***** Extracted entries
//! Property node model for control-surface entities.
//!
//! Entities declare their editable surface through [`definition`]s; this crate
//! materializes them into live trees of [`node::Property`] and
//! [`node::PropertyContainer`], coerces stored values to their declared
//! [`types::PropertyType`], and produces minimal [`snapshot`]s for undo history
//! and persistence. Expression evaluation is out of scope here: an owner may
//! plug an [`node::ExpressionRuntime`] into any leaf.

pub mod definition;
pub mod node;
pub mod snapshot;
pub mod types;
pub mod utils;
pub mod value;

pub use definition::{ContainerDefinition, PropertyDefinition, SingleDefinition};
pub use node::{Property, PropertyContainer, PropertyNode, Resolved};
pub use snapshot::{ContainerSnapshot, NodeSnapshot, PropertySnapshot, SnapshotMode, ValueMode};
pub use types::PropertyType;
pub use value::{Color, Value};
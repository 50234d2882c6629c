//! Identifier registry and entity directory.
//!
//! Both are owned by a [`SurfaceContext`](crate::base::SurfaceContext) and only
//! hold weak references: an entity that is dropped without being destroyed
//! simply stops resolving.
use std::{
    collections::{BTreeMap, HashMap},
    fmt,
    sync::{Arc, Weak},
};

use log::{debug, info};
use parking_lot::RwLock;
use serde::{Deserialize, Serialize};
use surfprop::utils::sanitize_identifier;
use uuid::Uuid;

use crate::{
    base::addressable::Addressable,
    utils::error::{SurfError, SurfResult},
};

/// Globally unique, stable identity of an entity.
#[derive(Debug, Clone, Copy, PartialEq, Eq, Hash, PartialOrd, Ord, Serialize, Deserialize)]
pub struct EntityId(pub Uuid);

impl EntityId {
    pub fn new() -> Self {
        EntityId(Uuid::new_v4())
    }
}

impl Default for EntityId {
    fn default() -> Self {
        Self::new()
    }
}

impl fmt::Display for EntityId {
    fn fmt(&self, f: &mut fmt::Formatter<'_>) -> fmt::Result {
        write!(f, "{}", self.0)
    }
}

struct Registration {
    id: EntityId,
    entity: Weak<dyn Addressable>,
}

/// Maps sanitized user identifiers to their owning entity.
///
/// At most one live entity holds a given token.
#[derive(Default)]
pub struct IdentifierRegistry {
    entries: RwLock<HashMap<String, Registration>>,
}

impl IdentifierRegistry {
    pub fn new() -> Self {
        Self::default()
    }

    /// Register `entity` under `token`. Fails if another live entity holds it;
    /// re-registering the same entity is a no-op.
    pub fn register(&self, token: &str, entity: &Arc<dyn Addressable>) -> SurfResult<()> {
        let id = entity.entity_id();
        let mut entries = self.entries.write();

        if let Some(existing) = entries.get(token)
            && existing.id != id
            && existing.entity.strong_count() > 0
        {
            return Err(SurfError::IdentifierTaken {
                token: token.to_string(),
                holder: existing.id,
            });
        }

        info!("Registering identifier `{}` for entity {}", token, id);
        entries.insert(
            token.to_string(),
            Registration {
                id,
                entity: Arc::downgrade(entity),
            },
        );
        Ok(())
    }

    /// Remove `token` if, and only if, it is held by `id`.
    pub fn unregister(&self, token: &str, id: EntityId) -> bool {
        let mut entries = self.entries.write();
        match entries.get(token) {
            Some(existing) if existing.id == id => {
                entries.remove(token);
                info!("Unregistered identifier `{}` of entity {}", token, id);
                true
            }
            _ => false,
        }
    }

    /// Live entity registered under the sanitized form of `token`.
    pub fn lookup(&self, token: &str) -> Option<Arc<dyn Addressable>> {
        let token = sanitize_identifier(token);
        self.entries.read().get(&token)?.entity.upgrade()
    }

    pub fn holder(&self, token: &str) -> Option<EntityId> {
        self.entries.read().get(token).map(|r| r.id)
    }
}

/// Every entity of a context, by id.
#[derive(Default)]
pub struct EntityDirectory {
    entities: RwLock<BTreeMap<EntityId, Weak<dyn Addressable>>>,
}

impl EntityDirectory {
    pub fn new() -> Self {
        Self::default()
    }

    pub fn insert(&self, entity: &Arc<dyn Addressable>) {
        let id = entity.entity_id();
        debug!("Entity {} ({}) joined the directory", id, entity.i_type());
        self.entities.write().insert(id, Arc::downgrade(entity));
    }

    pub fn remove(&self, id: EntityId) {
        if self.entities.write().remove(&id).is_some() {
            debug!("Entity {} left the directory", id);
        }
    }

    pub fn get(&self, id: EntityId) -> Option<Arc<dyn Addressable>> {
        self.entities.read().get(&id)?.upgrade()
    }

    /// Live entities, dropping entries whose entity is gone.
    pub fn iter(&self) -> Vec<Arc<dyn Addressable>> {
        let mut stale = Vec::new();
        let live = self
            .entities
            .read()
            .iter()
            .filter_map(|(id, weak)| {
                let entity = weak.upgrade();
                if entity.is_none() {
                    stale.push(*id);
                }
                entity
            })
            .collect();

        if !stale.is_empty() {
            let mut entities = self.entities.write();
            for id in stale {
                entities.remove(&id);
            }
        }
        live
    }

    /// First entity whose sanitized name or identifier equals `token`.
    pub fn find_by_name(&self, token: &str) -> Option<Arc<dyn Addressable>> {
        let token = sanitize_identifier(token);
        self.iter()
            .into_iter()
            .find(|entity| sanitize_identifier(&entity.name()) == token || entity.identifier() == token)
    }

    pub fn len(&self) -> usize {
        self.entities.read().len()
    }

    pub fn is_empty(&self) -> bool {
        self.len() == 0
    }
}
use thiserror::Error;

use crate::base::registry::EntityId;

#[derive(Debug, Error)]
pub enum SurfError {
    #[error("I/O error: {0}")]
    IoError(#[from] std::io::Error),

    #[error("Failed to parse configuration file '{file}': {source}")]
    ConfigParseError {
        source: toml::de::Error,
        file: String,
    },

    #[error("Failed during serialization of TOML to path `{file}`: {source}")]
    ConfigSerializeError {
        source: toml::ser::Error,
        file: String,
    },

    #[error("Identifier `{token}` is already held by entity {holder}")]
    IdentifierTaken { token: String, holder: EntityId },
}

pub type SurfResult<T> = Result<T, SurfError>;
**********
**Required work**
Every entry must be duplicated exactly as it was written.

**Result below**
//! Property node model for control-surface entities.
//!
//! Entities declare their editable surface through [`definition`]s; this crate
//! materializes them into live trees of [`node::Property`] and
//! [`node::PropertyContainer`], coerces stored values to their declared
//! [`types::PropertyType`], and produces minimal [`snapshot`]s for undo history
//! and persistence. Expression evaluation is out of scope here: an owner may
//! plug an [`node::ExpressionRuntime`] into any leaf.

pub mod definition;
pub mod node;
pub mod snapshot;
pub mod types;
pub mod utils;
pub mod value;

pub use definition::{ContainerDefinition, PropertyDefinition, SingleDefinition};
pub use node::{Property, PropertyContainer, PropertyNode, Resolved};
pub use snapshot::{ContainerSnapshot, NodeSnapshot, PropertySnapshot, SnapshotMode, ValueMode};
pub use types::PropertyType;
pub use value::{Color, Value};
repository 50234d2882c6629c
//! Identifier registry and entity directory.
//!
//! Both are owned by a [`SurfaceContext`](crate::base::SurfaceContext) and only
//! hold weak references: an entity that is dropped without being destroyed
//! simply stops resolving.
use std::{
    collections::{BTreeMap, HashMap},
    fmt,
    sync::{Arc, Weak},
};

use log::{debug, info};
use parking_lot::RwLock;
use serde::{Deserialize, Serialize};
use surfprop::utils::sanitize_identifier;
use uuid::Uuid;

use crate::{
    base::addressable::Addressable,
    utils::error::{SurfError, SurfResult},
};

/// Globally unique, stable identity of an entity.
#[derive(Debug, Clone, Copy, PartialEq, Eq, Hash, PartialOrd, Ord, Serialize, Deserialize)]
pub struct EntityId(pub Uuid);

impl EntityId {
    pub fn new() -> Self {
        EntityId(Uuid::new_v4())
    }
}

impl Default for EntityId {
    fn default() -> Self {
        Self::new()
    }
}

impl fmt::Display for EntityId {
    fn fmt(&self, f: &mut fmt::Formatter<'_>) -> fmt::Result {
        write!(f, "{}", self.0)
    }
}

struct Registration {
    id: EntityId,
    entity: Weak<dyn Addressable>,
}

/// Maps sanitized user identifiers to their owning entity.
///
/// At most one live entity holds a given token.
#[derive(Default)]
pub struct IdentifierRegistry {
    entries: RwLock<HashMap<String, Registration>>,
}

impl IdentifierRegistry {
    pub fn new() -> Self {
        Self::default()
    }

    /// Register `entity` under `token`. Fails if another live entity holds it;
    /// re-registering the same entity is a no-op.
    pub fn register(&self, token: &str, entity: &Arc<dyn Addressable>) -> SurfResult<()> {
        let id = entity.entity_id();
        let mut entries = self.entries.write();

        if let Some(existing) = entries.get(token)
            && existing.id != id
            && existing.entity.strong_count() > 0
        {
            return Err(SurfError::IdentifierTaken {
                token: token.to_string(),
                holder: existing.id,
            });
        }

        info!("Registering identifier `{}` for entity {}", token, id);
        entries.insert(
            token.to_string(),
            Registration {
                id,
                entity: Arc::downgrade(entity),
            },
        );
        Ok(())
    }

    /// Remove `token` if, and only if, it is held by `id`.
    pub fn unregister(&self, token: &str, id: EntityId) -> bool {
        let mut entries = self.entries.write();
        match entries.get(token) {
            Some(existing) if existing.id == id => {
                entries.remove(token);
                info!("Unregistered identifier `{}` of entity {}", token, id);
                true
            }
            _ => false,
        }
    }

    /// Live entity registered under the sanitized form of `token`.
    pub fn lookup(&self, token: &str) -> Option<Arc<dyn Addressable>> {
        let token = sanitize_identifier(token);
        self.entries.read().get(&token)?.entity.upgrade()
    }

    pub fn holder(&self, token: &str) -> Option<EntityId> {
        self.entries.read().get(token).map(|r| r.id)
    }
}

/// Every entity of a context, by id.
#[derive(Default)]
pub struct EntityDirectory {
    entities: RwLock<BTreeMap<EntityId, Weak<dyn Addressable>>>,
}

impl EntityDirectory {
    pub fn new() -> Self {
        Self::default()
    }

    pub fn insert(&self, entity: &Arc<dyn Addressable>) {
        let id = entity.entity_id();
        debug!("Entity {} ({}) joined the directory", id, entity.i_type());
        self.entities.write().insert(id, Arc::downgrade(entity));
    }

    pub fn remove(&self, id: EntityId) {
        if self.entities.write().remove(&id).is_some() {
            debug!("Entity {} left the directory", id);
        }
    }

    pub fn get(&self, id: EntityId) -> Option<Arc<dyn Addressable>> {
        self.entities.read().get(&id)?.upgrade()
    }

    /// Live entities, dropping entries whose entity is gone.
    pub fn iter(&self) -> Vec<Arc<dyn Addressable>> {
        let mut stale = Vec::new();
        let live = self
            .entities
            .read()
            .iter()
            .filter_map(|(id, weak)| {
                let entity = weak.upgrade();
                if entity.is_none() {
                    stale.push(*id);
                }
                entity
            })
            .collect();

        if !stale.is_empty() {
            let mut entities = self.entities.write();
            for id in stale {
                entities.remove(&id);
            }
        }
        live
    }

    /// First entity whose sanitized name or identifier equals `token`.
    pub fn find_by_name(&self, token: &str) -> Option<Arc<dyn Addressable>> {
        let token = sanitize_identifier(token);
        self.iter()
            .into_iter()
            .find(|entity| sanitize_identifier(&entity.name()) == token || entity.identifier() == token)
    }

    pub fn len(&self) -> usize {
        self.entities.read().len()
    }

    pub fn is_empty(&self) -> bool {
        self.len() == 0
    }
}
use thiserror::Error;

use crate::base::registry::EntityId;

#[derive(Debug, Error)]
pub enum SurfError {
    #[error("I/O error: {0}")]
    IoError(#[from] std::io::Error),

    #[error("Failed to parse configuration file '{file}': {source}")]
    ConfigParseError {
        source: toml::de::Error,
        file: String,
    },

    #[error("Failed during serialization of TOML to path `{file}`: {source}")]
    ConfigSerializeError {
        source: toml::ser::Error,
        file: String,
    },

    #[error("Identifier `{token}` is already held by entity {holder}")]
    IdentifierTaken { token: String, holder: EntityId },
}

pub type SurfResult<T> = Result<T, SurfError>;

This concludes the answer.